W3C Launches HTML Speech Incubator Group

To explore ideas around integrating speech with HTML pages, the World Wide Web Consortium (W3C) recently chartered an incubator group on HTML and speech. W3C incubator groups work to explore initial ideas, develop use cases, and prepare requirements for ideas that could later be incorporated into future W3C standards.

The HTML Speech Incubator Group, with founding members AT&T, Google, Microsoft, Mozilla, Openstream, and Voxeo, was initiated to develop ideas that will enable developers to easily integrate basic speech capabilities into HTML5 applications. The ultimate goal of this work is to supply tools for Web developers to provide a high-quality speech and multimodal experience without excessive complexity.

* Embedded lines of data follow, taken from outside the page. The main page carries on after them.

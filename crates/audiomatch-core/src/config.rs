//! Configuration parameters for fingerprinting and matching
//!
//! The defaults are the values the matching thresholds were tuned against.
//! Fingerprints are only comparable when built with the same frame length
//! and band boundaries.

use crate::error::{AudioMatchError, Result};
use serde::{Deserialize, Serialize};
use std::path::Path;

/// Number of frequency bands tracked per source
pub const NUM_BANDS: usize = 4;

/// Engine configuration
#[derive(Debug, Clone, PartialEq, Serialize, Deserialize)]
#[serde(default)]
pub struct MatchConfig {
    // Framing
    pub frame_length: usize,

    // Peak tracking
    pub band_boundaries: [usize; NUM_BANDS],

    // Scoring
    /// Decimal digits dropped from each token before comparison
    pub intensity: u32,
    /// Largest truncated difference still counted as agreement
    pub threshold: i64,
    /// Fraction of the self-similarity baseline a pair must reach
    pub accuracy: f64,
}

impl Default for MatchConfig {
    fn default() -> Self {
        Self {
            frame_length: 1024,
            band_boundaries: [128, 256, 512, 1025],
            intensity: 4,
            threshold: 5,
            accuracy: 0.7,
        }
    }
}

impl MatchConfig {
    /// Load configuration from a TOML file. Missing keys take their defaults.
    pub fn load(path: &Path) -> Result<Self> {
        let content = std::fs::read_to_string(path).map_err(|source| AudioMatchError::Io {
            path: path.to_path_buf(),
            source,
        })?;
        let config: MatchConfig = toml::from_str(&content).map_err(|e| {
            AudioMatchError::Config(format!("failed to parse {}: {}", path.display(), e))
        })?;
        config.validate()?;
        Ok(config)
    }

    /// Validate configuration parameters
    pub fn validate(&self) -> Result<()> {
        if self.frame_length < 2 || !self.frame_length.is_power_of_two() {
            return Err(AudioMatchError::Config(format!(
                "frame_length must be a power of two >= 2, got {}",
                self.frame_length
            )));
        }
        if self.band_boundaries.windows(2).any(|w| w[0] >= w[1]) {
            return Err(AudioMatchError::Config(
                "band_boundaries must be strictly increasing".to_string(),
            ));
        }
        // Every scanned index (0..frame_length - 1) needs a band.
        let last = self.band_boundaries[NUM_BANDS - 1];
        if last + 1 < self.frame_length {
            return Err(AudioMatchError::Config(format!(
                "last band boundary {} does not cover frame_length {}",
                last, self.frame_length
            )));
        }
        if !(self.accuracy > 0.0 && self.accuracy <= 1.0) {
            return Err(AudioMatchError::Config(format!(
                "accuracy must be in (0, 1], got {}",
                self.accuracy
            )));
        }
        if self.threshold < 0 {
            return Err(AudioMatchError::Config(format!(
                "threshold must be >= 0, got {}",
                self.threshold
            )));
        }
        Ok(())
    }
}

#[cfg(test)]
mod tests {
    use super::*;

    #[test]
    fn test_default_config_is_valid() {
        let config = MatchConfig::default();
        assert!(config.validate().is_ok());
        assert_eq!(config.frame_length, 1024);
        assert_eq!(config.band_boundaries, [128, 256, 512, 1025]);
    }

    #[test]
    fn test_parse_partial_toml() {
        let toml_str = r#"
            accuracy = 0.8
            threshold = 3
        "#;

        let config: MatchConfig = toml::from_str(toml_str).unwrap();
        assert_eq!(config.threshold, 3);
        assert!((config.accuracy - 0.8).abs() < 1e-12);
        assert_eq!(config.frame_length, 1024);
        assert_eq!(config.intensity, 4);
    }

    #[test]
    fn test_rejects_non_power_of_two_frame() {
        let config = MatchConfig {
            frame_length: 1000,
            ..MatchConfig::default()
        };
        assert!(matches!(config.validate(), Err(AudioMatchError::Config(_))));
    }

    #[test]
    fn test_rejects_unordered_boundaries() {
        let config = MatchConfig {
            band_boundaries: [128, 512, 256, 1025],
            ..MatchConfig::default()
        };
        assert!(config.validate().is_err());
    }

    #[test]
    fn test_rejects_uncovered_indices() {
        let config = MatchConfig {
            frame_length: 2048,
            ..MatchConfig::default()
        };
        assert!(config.validate().is_err());
    }

    #[test]
    fn test_rejects_bad_accuracy() {
        for accuracy in [0.0, -0.5, 1.5, f64::NAN] {
            let config = MatchConfig {
                accuracy,
                ..MatchConfig::default()
            };
            assert!(config.validate().is_err(), "accuracy {accuracy} accepted");
        }
    }

    #[test]
    fn test_load_missing_file() {
        let path = std::env::temp_dir().join("audiomatch-no-such-config.toml");
        let err = MatchConfig::load(&path).unwrap_err();
        assert!(matches!(err, AudioMatchError::Io { .. }));
    }
}
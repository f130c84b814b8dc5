//! In-memory fingerprint store keyed by source identity

use crate::fingerprint::Fingerprint;
use crate::matching::{MatchReport, Matcher};
use serde::{Deserialize, Serialize};
use std::collections::BTreeMap;

/// Fingerprint and duration of one source
#[derive(Debug, Clone, PartialEq, Serialize, Deserialize)]
pub struct SourceEntry {
    pub fingerprint: Fingerprint,
    pub duration_secs: f64,
}

/// Fingerprints built during one run. Each source is stored once and read
/// for every pair it takes part in.
#[derive(Debug, Clone, Default, Serialize, Deserialize)]
pub struct FingerprintStore {
    entries: BTreeMap<String, SourceEntry>,
}

impl FingerprintStore {
    pub fn new() -> Self {
        Self::default()
    }

    /// Store a source, replacing any previous entry under the same key
    pub fn insert(&mut self, key: impl Into<String>, fingerprint: Fingerprint, duration_secs: f64) {
        self.entries.insert(
            key.into(),
            SourceEntry {
                fingerprint,
                duration_secs,
            },
        );
    }

    pub fn get(&self, key: &str) -> Option<&SourceEntry> {
        self.entries.get(key)
    }

    pub fn contains(&self, key: &str) -> bool {
        self.entries.contains_key(key)
    }

    pub fn len(&self) -> usize {
        self.entries.len()
    }

    pub fn is_empty(&self) -> bool {
        self.entries.is_empty()
    }

    pub fn keys(&self) -> impl Iterator<Item = &str> {
        self.entries.keys().map(String::as_str)
    }

    /// Compare two stored sources. `None` when either is missing.
    pub fn compare(&self, key_a: &str, key_b: &str, matcher: &Matcher) -> Option<MatchReport> {
        let (Some(a), Some(b)) = (self.get(key_a), self.get(key_b)) else {
            log::warn!("Skipping pair {} / {}: source not fingerprinted", key_a, key_b);
            return None;
        };
        Some(matcher.compare(&a.fingerprint, a.duration_secs, &b.fingerprint, b.duration_secs))
    }
}

#[cfg(test)]
mod tests {
    use super::*;
    use crate::matching::MatchOutcome;

    fn tokens(values: &[&str]) -> Fingerprint {
        values.iter().copied().collect()
    }

    #[test]
    fn test_insert_and_get() {
        let mut store = FingerprintStore::new();
        assert!(store.is_empty());

        store.insert("/a.wav", tokens(&["1", "2"]), 1.5);
        store.insert("/b.wav", tokens(&["3"]), 2.0);
        store.insert("/a.wav", tokens(&["9"]), 3.0);

        assert_eq!(store.len(), 2);
        assert!(store.contains("/b.wav"));
        assert_eq!(store.get("/a.wav").unwrap().fingerprint, tokens(&["9"]));
        assert_eq!(store.keys().collect::<Vec<_>>(), vec!["/a.wav", "/b.wav"]);
    }

    #[test]
    fn test_compare_missing_source() {
        let mut store = FingerprintStore::new();
        store.insert("/a.wav", tokens(&["1"]), 1.0);
        assert!(store.compare("/a.wav", "/nope.wav", &Matcher::default()).is_none());
    }

    #[test]
    fn test_compare_uses_stored_durations() {
        let mut store = FingerprintStore::new();
        store.insert("/a.wav", tokens(&["1"]), 1.0);
        store.insert("/b.wav", tokens(&["1"]), 1.0);
        store.insert("/c.wav", tokens(&["1"]), 2.0);

        let matcher = Matcher::default();
        assert!(store.compare("/a.wav", "/b.wav", &matcher).unwrap().is_match());
        assert_eq!(
            store.compare("/a.wav", "/c.wav", &matcher).unwrap().outcome,
            MatchOutcome::DurationMismatch
        );
    }

    #[test]
    fn test_store_serializes() {
        let mut store = FingerprintStore::new();
        store.insert("x", tokens(&["-7"]), 0.5);
        let json = serde_json::to_string(&store).unwrap();
        assert_eq!(
            json,
            r#"{"entries":{"x":{"fingerprint":["-7"],"duration_secs":0.5}}}"#
        );
    }
}
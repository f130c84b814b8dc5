//! Command line support for the audiomatch binary

pub mod ingest;
pub mod operands;
pub mod output;

use log::LevelFilter;

/// Level to force on the logger, or `None` when `RUST_LOG` is set and
/// decides on its own. Without `RUST_LOG` logging is off unless verbose.
pub fn forced_log_level(verbose: bool, rust_log_set: bool) -> Option<LevelFilter> {
    if rust_log_set {
        None
    } else if verbose {
        Some(LevelFilter::Info)
    } else {
        Some(LevelFilter::Off)
    }
}
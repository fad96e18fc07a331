//! Query AST

use serde::{Deserialize, Serialize};
use serde_json::Value;

/// Right-hand side of a condition or assignment.
#[derive(Debug, Clone, PartialEq, Serialize, Deserialize)]
#[serde(rename_all = "snake_case")]
pub enum Operand {
    /// Literal bound as-is
    Value(Value),
    /// Looked up by name in the parameters at render time
    Param(String),
}

impl Operand {
    pub fn value(v: impl Into<Value>) -> Self {
        Operand::Value(v.into())
    }

    pub fn param(name: impl Into<String>) -> Self {
        Operand::Param(name.into())
    }
}

/// Comparison operator
#[derive(Debug, Clone, Copy, PartialEq, Eq, Serialize, Deserialize)]
#[serde(rename_all = "snake_case")]
pub enum Op {
    Eq,
    Ne,
    Lt,
    Le,
    Gt,
    Ge,
}

impl Op {
    pub fn as_sql(&self) -> &'static str {
        match self {
            Op::Eq => "=",
            Op::Ne => "<>",
            Op::Lt => "<",
            Op::Le => "<=",
            Op::Gt => ">",
            Op::Ge => ">=",
        }
    }
}

/// WHERE clause tree
#[derive(Debug, Clone, PartialEq, Serialize, Deserialize)]
#[serde(rename_all = "snake_case")]
pub enum Condition {
    Cmp(String, Op, Operand),
    In(String, Vec<Operand>),
    And(Vec<Condition>),
    Or(Vec<Condition>),
}

impl Condition {
    pub fn eq(column: impl Into<String>, rhs: Operand) -> Self {
        Condition::Cmp(column.into(), Op::Eq, rhs)
    }

    pub fn cmp(column: impl Into<String>, op: Op, rhs: Operand) -> Self {
        Condition::Cmp(column.into(), op, rhs)
    }

    pub fn is_in(column: impl Into<String>, values: Vec<Operand>) -> Self {
        Condition::In(column.into(), values)
    }
}

/// One SQL statement
#[derive(Debug, Clone, PartialEq, Serialize, Deserialize)]
#[serde(rename_all = "snake_case")]
pub enum Statement {
    Select {
        table: String,
        /// Empty selects `*`
        #[serde(default)]
        columns: Vec<String>,
        #[serde(default)]
        filter: Option<Condition>,
        #[serde(default)]
        limit: Option<u64>,
    },
    Insert {
        table: String,
        values: Vec<(String, Operand)>,
        /// Conflict column; turns the insert into an upsert
        #[serde(default)]
        upsert_key: Option<String>,
    },
    Update {
        table: String,
        set: Vec<(String, Operand)>,
        #[serde(default)]
        filter: Option<Condition>,
    },
    Delete {
        table: String,
        #[serde(default)]
        filter: Option<Condition>,
    },
}

impl Statement {
    /// `SELECT * FROM table`
    pub fn select(table: impl Into<String>) -> Self {
        Statement::Select {
            table: table.into(),
            columns: Vec::new(),
            filter: None,
            limit: None,
        }
    }

    pub fn delete(table: impl Into<String>) -> Self {
        Statement::Delete {
            table: table.into(),
            filter: None,
        }
    }

    /// Attach a WHERE clause (replaces any existing one; no-op on inserts)
    pub fn filter(mut self, condition: Condition) -> Self {
        match &mut self {
            Statement::Select { filter, .. }
            | Statement::Update { filter, .. }
            | Statement::Delete { filter, .. } => *filter = Some(condition),
            Statement::Insert { .. } => {}
        }
        self
    }

    /// Set the row limit on a select
    pub fn limit(mut self, n: u64) -> Self {
        if let Statement::Select { limit, .. } = &mut self {
            *limit = Some(n);
        }
        self
    }

    /// Restrict a select to the given columns
    pub fn columns<I, S>(mut self, cols: I) -> Self
    where
        I: IntoIterator<Item = S>,
        S: Into<String>,
    {
        if let Statement::Select { columns, .. } = &mut self {
            *columns = cols.into_iter().map(Into::into).collect();
        }
        self
    }

    pub fn table(&self) -> &str {
        match self {
            Statement::Select { table, .. }
            | Statement::Insert { table, .. }
            | Statement::Update { table, .. }
            | Statement::Delete { table, .. } => table,
        }
    }

    /// Whether the statement returns rows
    pub fn is_select(&self) -> bool {
        matches!(self, Statement::Select { .. })
    }
}
//! Query layer - a small SQL AST for the SQL provider
//!
//! - `ast`: statements and conditions
//! - `render`: AST -> SQL text with named parameters
//! - `registry`: named, reusable statements

pub mod ast;
pub mod registry;
pub mod render;

pub use ast::{Condition, Op, Operand, Statement};
pub use registry::QueryRegistry;
pub use render::{render, validate_identifier, Rendered};
use serde::{Deserialize, Serialize};
use std::path::{Path, PathBuf};

/// `uristore.toml`
#[derive(Debug, Clone, Serialize, Deserialize, Default)]
pub struct StoreConfig {
    /// Root directory for the `file` scheme
    pub data_dir: Option<String>,
    /// SQLite database for the `sql` scheme (`:memory:` allowed)
    pub database: Option<String>,
    /// Key column of SQL tables (default `id`)
    pub key_column: Option<String>,
    /// Codec chain for types without their own
    pub default_codecs: Option<Vec<String>>,
}

impl StoreConfig {
    /// Config written by `uristore init`, rooted at `base`
    pub fn default_in(base: &Path) -> Self {
        Self {
            data_dir: Some(base.join(".uristore").join("data").display().to_string()),
            database: Some(default_database_path_in(base).display().to_string()),
            key_column: None,
            default_codecs: None,
        }
    }
}

pub fn default_config_path() -> PathBuf {
    PathBuf::from("uristore.toml")
}

pub fn default_database_path_in(base: &Path) -> PathBuf {
    base.join(".uristore").join("store.db")
}

pub fn load_config(path: Option<&Path>) -> anyhow::Result<Option<StoreConfig>> {
    let path = path.map(Path::to_path_buf).unwrap_or_else(default_config_path);
    if !path.exists() {
        return Ok(None);
    }

    let contents = std::fs::read_to_string(&path)?;
    let config: StoreConfig = toml::from_str(&contents)?;
    Ok(Some(config))
}

pub fn write_config(path: &Path, config: &StoreConfig, force: bool) -> anyhow::Result<()> {
    if path.exists() && !force {
        anyhow::bail!("config already exists at {} (use --force to overwrite)", path.display());
    }

    let contents = toml::to_string_pretty(config)?;
    std::fs::write(path, contents)?;
    Ok(())
}

pub fn ensure_db_dir(db_path: &Path) -> anyhow::Result<()> {
    if let Some(parent) = db_path.parent() {
        if !parent.as_os_str().is_empty() && !parent.exists() {
            std::fs::create_dir_all(parent)?;
        }
    }
    Ok(())
}

#[cfg(test)]
mod tests {
    use super::*;
    use tempfile::tempdir;

    #[test]
    fn test_missing_config_is_none() {
        let dir = tempdir().unwrap();
        assert!(load_config(Some(&dir.path().join("absent.toml"))).unwrap().is_none());
    }

    #[test]
    fn test_write_then_load() {
        let dir = tempdir().unwrap();
        let path = dir.path().join("uristore.toml");
        let config = StoreConfig {
            default_codecs: Some(vec!["toml".into(), "json".into()]),
            ..StoreConfig::default_in(dir.path())
        };

        write_config(&path, &config, false).unwrap();
        assert!(write_config(&path, &config, false).is_err());
        write_config(&path, &config, true).unwrap();

        let loaded = load_config(Some(&path)).unwrap().unwrap();
        assert_eq!(loaded.database, config.database);
        assert_eq!(loaded.default_codecs, Some(vec!["toml".to_string(), "json".to_string()]));
        assert!(loaded.key_column.is_none());
    }

    #[test]
    fn test_ensure_db_dir() {
        let dir = tempdir().unwrap();
        let db = dir.path().join("nested").join("store.db");
        ensure_db_dir(&db).unwrap();
        assert!(db.parent().unwrap().is_dir());
    }
}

Achieving this goal requires making sure the feature set is sufficiently rich so it can support real applications without being too difficult to use. Some of the interesting topics the group will explore are how speech recognition and text-to-speech capabilities can be made available in HTML pages, how privacy concerns will be addressed, how authors can control speech recognition resources such as engine selection, how different types of language models can be supported, and how to provide access to detailed speech recognition results, such as the N-best, confidences, and semantic interpretations. In focusing on basic speech services, the group will not be looking at nonspeech input modalities, such as multitouch or handwriting, and it will not look at spoken dialogues or speech capabilities, such as speaker identification and verification.

In addition to the HTML Speech Incubator Group, other ongoing efforts with similar but complementary goals are also taking place. One is the Multimodal Architecture under development by the W3C Multimodal Interaction Working Group. This standard is targeted at more general multimodal applications that could include multidevice capabilities as well as applications that use other input modalities in addition to HTML and speech. Speech grammar standards, such as the Speech Recognition Grammar Specification (SRGS), Semantic Interpretation for Speech Recognition (SISR), and Speech Synthesis Markup Language (SSML) developed by the W3C Voice Browser Working Group, also complement the HTML speech effort.

Of course, a standard for integrating speech and HTML will just provide the mechanics of using speech with Web pages. The ability to integrate speech with graphics alone doesn’t mean applications will automatically be useful or even usable, just as voice-only or graphical applications aren’t automatically useful or usable unless they are well-designed. Since voice applications have become widespread with the adoption of VoiceXML, we’ve seen the rise of a new discipline of voice user interface (VUI) designers who have a thorough understanding of the principles of VUI design. As the tools for integrating speech and HTML become easier to use and support more types of applications, just as with VUI design, we will likely see a new discipline of multimodal design with practitioners who understand and can apply the principles of multimodal design.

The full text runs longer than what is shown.